In Dane County, Maynard continued, whites make up 84% of the population, 64% of arrests, and 52% of the arrests that come before the DA. Blacks make up 6% of the population, 31% of arrests, and 40% of the arrests that come before the DA. (DA referrals are made on the basis of the arrest reports.)
How can law enforcement and community agencies build trust? Maynard asked, and he answered:
- Require body cameras; the benefits outweigh the costs.
- Pay attention to the police department’s public materials, and study disciplinary reports.
- Establish a civilian police-oversight board (which Madison has done).
- Focus on what the police actually do, and provide training materials.
- Conduct interviews and/or conversations between the police and the community to identify issues. Use a qualitative approach to learn, for example, what a police encounter was like.
- Citing a news story from another state, Maynard added that police need to recognize that their own actions might precipitate negative reactions, and that officers’ reports might omit or understate their own provocative behavior.
Prof. Glinberg said the criminal-legal system has significant weaknesses. He particularly addressed what is called “charge-stacking”: piling up charges against an accused person. A prosecutor has vast discretion; how can that discretion be used in a fair and principled way? What is the purpose of issuing multiple charges? In the prosecutor’s office, he said, there’s a remarkable lack of data about the effectiveness of charge-stacking. Many DAs’ offices rely not on data but on instinct. For example, if the penalty on a previous conviction didn’t work (i.e., the person has reoffended), the court’s solution is to increase the severity of the penalty. In reality, that doesn’t result in a better outcome.

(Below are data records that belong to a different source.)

//! Woreda document portal API composition root.

#![forbid(unsafe_code)]

mod api_config;
mod auth;
mod dto;
mod error;
mod handlers;
mod middleware;
mod state;

use std::sync::Arc;

use axum::Router;
use axum::http::header::CONTENT_TYPE;
use axum::http::{HeaderValue, Method};
use axum::middleware::{from_fn, from_fn_with_state};
use axum::routing::{get, post};
use portal_application::{
    AccessGrantService, AdminAuthService, DocumentService, FileProxyService, ObjectStoreConfig,
    ResourceResolver,
};
use portal_core::AppError;
use portal_infrastructure::{
    Argon2PasswordHasher, HttpObjectStore, PostgresAccessRequestRepository,
    PostgresAdminAccountRepository, PostgresDocumentRepository,
    PostgresTemporaryAccessRepository,
};
use sqlx::postgres::PgPoolOptions;
use tower_http::cors::CorsLayer;
use tower_http::trace::TraceLayer;
use tower_sessions::cookie::SameSite;
use tower_sessions::cookie::time::Duration;
use tower_sessions::{Expiry, SessionManagerLayer};
use tower_sessions_sqlx_store::PostgresStore;
use tracing::info;

use crate::api_config::{ApiConfig, init_tracing};
use crate::state::AppState;

#[tokio::main]
async fn main() -> Result<(), AppError> {
    dotenvy::dotenv().ok();
    init_tracing();

    let config = ApiConfig::load()?;

    let pool = PgPoolOptions::new()
        .max_connections(10)
        .connect(&config.database_url)
        .await
        .map_err(|error| AppError::Internal(format!("failed to connect to database: {error}")))?;

    sqlx::migrate!("../../crates/infrastructure/migrations")
        .run(&pool)
        .await
        .map_err(|error| AppError::Internal(format!("failed to run migrations: {error}")))?;

    if config.migrate_only {
        info!("database migrations applied successfully");
        return Ok(());
    }

    let session_store = PostgresStore::new(pool.clone())
        .with_table_name("tower_sessions")
        .map_err(|error| {
            AppError::Validation(format!("invalid session table name configuration: {error}"))
        })?;
    session_store.migrate().await.map_err(|error| {
        AppError::Internal(format!("failed to initialize session store: {error}"))
    })?;

    let session_layer = SessionManagerLayer::new(session_store)
        .with_secure(config.cookie_secure)
        .with_same_site(SameSite::Lax)
        .with_http_only(true)
        .with_expiry(Expiry::OnInactivity(Duration::minutes(30)));

    // Access grant workflow.
    let request_repository = Arc::new(PostgresAccessRequestRepository::new(pool.clone()));
    let token_repository = Arc::new(PostgresTemporaryAccessRepository::new(pool.clone()));
    let access_grant_service = AccessGrantService::new(request_repository, token_repository);

    // Administrator accounts.
    let account_repository = Arc::new(PostgresAdminAccountRepository::new(pool.clone()));
    let password_hasher = Arc::new(Argon2PasswordHasher::new());
    let admin_auth_service = AdminAuthService::new(account_repository, password_hasher);

    // Documents and the object store behind them.
    let document_repository = Arc::new(PostgresDocumentRepository::new(pool.clone()));
    let document_service = DocumentService::new(document_repository.clone());

    let object_store = Arc::new(HttpObjectStore::new()?);
    let object_store_config = ObjectStoreConfig::new(
        &config.object_store_public_url,
        &config.object_store_upload_url,
        config.object_store_bucket.clone(),
    )?;
    let resource_resolver = ResourceResolver::new(
        document_repository.clone(),
        object_store.clone(),
        object_store_config.clone(),
    );
    let file_proxy_service =
        FileProxyService::new(document_repository, object_store, object_store_config);

    let app_state = AppState {
        access_grant_service,
        admin_auth_service,
        document_service,
        resource_resolver,
        file_proxy_service,
        frontend_url: config.frontend_url.clone(),
        bootstrap_token: config.bootstrap_token.clone(),
        office_woreda_id: config.office_woreda_id.clone(),
    };

    let admin_routes = Router::new()
        .route(
            "/api/admin/qr-codes",
            post(handlers::admin::mint_qr_code_handler),
        )
        .route(
            "/api/admin/access-requests",
            get(handlers::admin::list_access_requests_handler),
        )
        .route(
            "/api/admin/access-requests/{request_id}/approve",
            post(handlers::admin::approve_access_request_handler),
        )
        .route(
            "/api/admin/access-requests/{request_id}/deny",
            post(handlers::admin::deny_access_request_handler),
        )
        .route(
            "/api/admin/documents",
            get(handlers::admin::list_documents_handler)
                .post(handlers::admin::save_document_handler),
        )
        .route("/auth/me", get(auth::me_handler))
        .route_layer(from_fn(middleware::require_admin));

    let cors_layer = CorsLayer::new()
        .allow_origin(
            HeaderValue::from_str(&config.frontend_url)
                .map_err(|error| AppError::Internal(format!("invalid FRONTEND_URL: {error}")))?,
        )
        .allow_credentials(true)
        .allow_methods([Method::GET, Method::POST, Method::OPTIONS])
        .allow_headers([CONTENT_TYPE]);

    let app = Router::new()
        .route("/health", get(handlers::health::health_handler))
        .route("/auth/bootstrap", post(auth::bootstrap_handler))
        .route("/auth/login", post(auth::login_handler))
        .route("/auth/logout", post(auth::logout_handler))
        .route(
            "/api/access-requests",
            post(handlers::access::create_access_request_handler),
        )
        .route(
            "/api/access-requests/status",
            get(handlers::access::request_status_handler),
        )
        .route(
            "/api/files/public-url",
            get(handlers::files::public_url_handler),
        )
        .route("/api/files/view", get(handlers::files::view_file_handler))
        .merge(admin_routes)
        .route_layer(from_fn_with_state(
            app_state.clone(),
            middleware::require_same_origin_for_mutations,
        ))
        .layer(TraceLayer::new_for_http())
        .layer(cors_layer)
        .layer(session_layer)
        .with_state(app_state);

    let address = config.socket_address()?;
    let listener = tokio::net::TcpListener::bind(address)
        .await
        .map_err(|error| AppError::Internal(format!("failed to bind listener: {error}")))?;

    info!(%address, "portal-api listening");

    axum::serve(listener, app)
        .await
        .map_err(|error| AppError::Internal(format!("api server error: {error}")))
}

The way we handle low-level cases is what is feeding mass incarceration. What are we trying to achieve? Greater public safety? We need to develop data and to study the effects of our interventions. If people repeatedly offend, then our interventions aren’t working.
We need more legal limitations on prosecution. Prosecutors and the courts need to accept responsibility for both mass incarceration and the racial disparities in the system. The place to try to exert influence is the DA’s office.
What are our objectives? Are we achieving them? Are we measuring them? There’s lots of data collected on policing, but not so much on sentencing and other points in the process. Bail reform is hugely important. Cash bail is not effective; it doesn’t result in greater public safety.
How do public defenders advocate for indigent clients? Atty. Idlas started by quoting from his book, Courtroom 302: “You get used to it [disparity]. We have a largely reactive system. The Public Defender’s Office has little guidance.”
It is the duty of public defenders (PDs) to defend vigorously, he said, but implicit biases play a large role, and PDs are overwhelmed with work. It’s almost impossible for them to do justice to the number of cases they carry. So they need to triage, and sometimes clients plead guilty when they might go free if more time were spent on their case.
PDs are faced with a multitude of tasks for each case they handle: Which witnesses, if any, should be interviewed? What motions should be filed? What legal research should be done? What experts should be hired? How much time should be spent with each client?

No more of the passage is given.